[Dataset entries]
^^^^

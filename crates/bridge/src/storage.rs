// SPDX-License-Identifier: BUSL-1.1
// Copyright (c) 2026 Alfred Jean LLC

//! `Storage` — the persistence collaborator from spec.md §2/§6. Specified
//! only at the interface level: load/save a size-capped session snapshot.
//! Object-safe, matching [`crate::backend::BackendAdapter`]'s boxed-future
//! convention so the bridge can hold it as `Box<dyn Storage>`.

use std::collections::HashMap;
use std::future::Future;
use std::pin::Pin;
use std::sync::Mutex;

use serde::{Deserialize, Serialize};

use crate::error::BridgeError;
use crate::message::UnifiedMessage;
use crate::state::SessionState;

/// Minimum persisted fields for a session snapshot (spec.md §6).
#[derive(Debug, Clone, Serialize, Deserialize)]
pub struct SessionSnapshot {
    pub id: String,
    #[serde(default)]
    pub backend_session_id: Option<String>,
    #[serde(default)]
    pub cwd: Option<String>,
    pub created_at: u64,
    #[serde(default)]
    pub name: Option<String>,
    pub state: SessionState,
    /// Size-capped inline copy of the message history.
    pub history: Vec<UnifiedMessage>,
}

/// Pluggable persistence backend. Storage errors are logged but never
/// interrupt a session (spec.md §7).
pub trait Storage: Send + Sync {
    fn save(
        &self,
        snapshot: SessionSnapshot,
    ) -> Pin<Box<dyn Future<Output = Result<(), BridgeError>> + Send>>;

    fn load(
        &self,
        session_id: String,
    ) -> Pin<Box<dyn Future<Output = Result<Option<SessionSnapshot>, BridgeError>> + Send>>;
}

/// In-process default: an in-memory map, useful for tests and for running
/// the bridge without a configured durable backend.
#[derive(Default)]
pub struct InMemoryStorage {
    snapshots: Mutex<HashMap<String, SessionSnapshot>>,
}

impl InMemoryStorage {
    pub fn new() -> Self {
        Self::default()
    }
}

impl Storage for InMemoryStorage {
    fn save(
        &self,
        snapshot: SessionSnapshot,
    ) -> Pin<Box<dyn Future<Output = Result<(), BridgeError>> + Send>> {
        self.snapshots.lock().expect("storage mutex poisoned").insert(snapshot.id.clone(), snapshot);
        Box::pin(async { Ok(()) })
    }

    fn load(
        &self,
        session_id: String,
    ) -> Pin<Box<dyn Future<Output = Result<Option<SessionSnapshot>, BridgeError>> + Send>> {
        let found = self.snapshots.lock().expect("storage mutex poisoned").get(&session_id).cloned();
        Box::pin(async { Ok(found) })
    }
}

#[cfg(test)]
#[path = "storage_tests.rs"]
mod tests;
// SPDX-License-Identifier: BUSL-1.1
// Copyright (c) 2026 Alfred Jean LLC

use axum::http::{HeaderMap, HeaderValue};

use super::*;

#[test]
fn bearer_from_headers_extracts_token() {
    let mut headers = HeaderMap::new();
    headers.insert(axum::http::header::AUTHORIZATION, HeaderValue::from_static("Bearer abc123"));
    assert_eq!(bearer_from_headers(&headers), Some("abc123".to_owned()));
}

#[test]
fn bearer_from_headers_ignores_non_bearer_schemes() {
    let mut headers = HeaderMap::new();
    headers.insert(axum::http::header::AUTHORIZATION, HeaderValue::from_static("Basic abc123"));
    assert_eq!(bearer_from_headers(&headers), None);
}

#[test]
fn bearer_from_headers_missing_header() {
    assert_eq!(bearer_from_headers(&HeaderMap::new()), None);
}

#[test]
fn consumer_ws_query_default_is_all_none() {
    let query = ConsumerWsQuery::default();
    assert!(query.token.is_none());
    assert!(query.consumer_id.is_none());
    assert!(query.display_name.is_none());
    assert!(query.peer_pubkey.is_none());
}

^^^^

## What you are asked to do:
Only lines with the word "HashMap" count here; copy every one from the records.

## Answer to the problem:
use std::collections::HashMap;
    snapshots: Mutex<HashMap<String, SessionSnapshot>>,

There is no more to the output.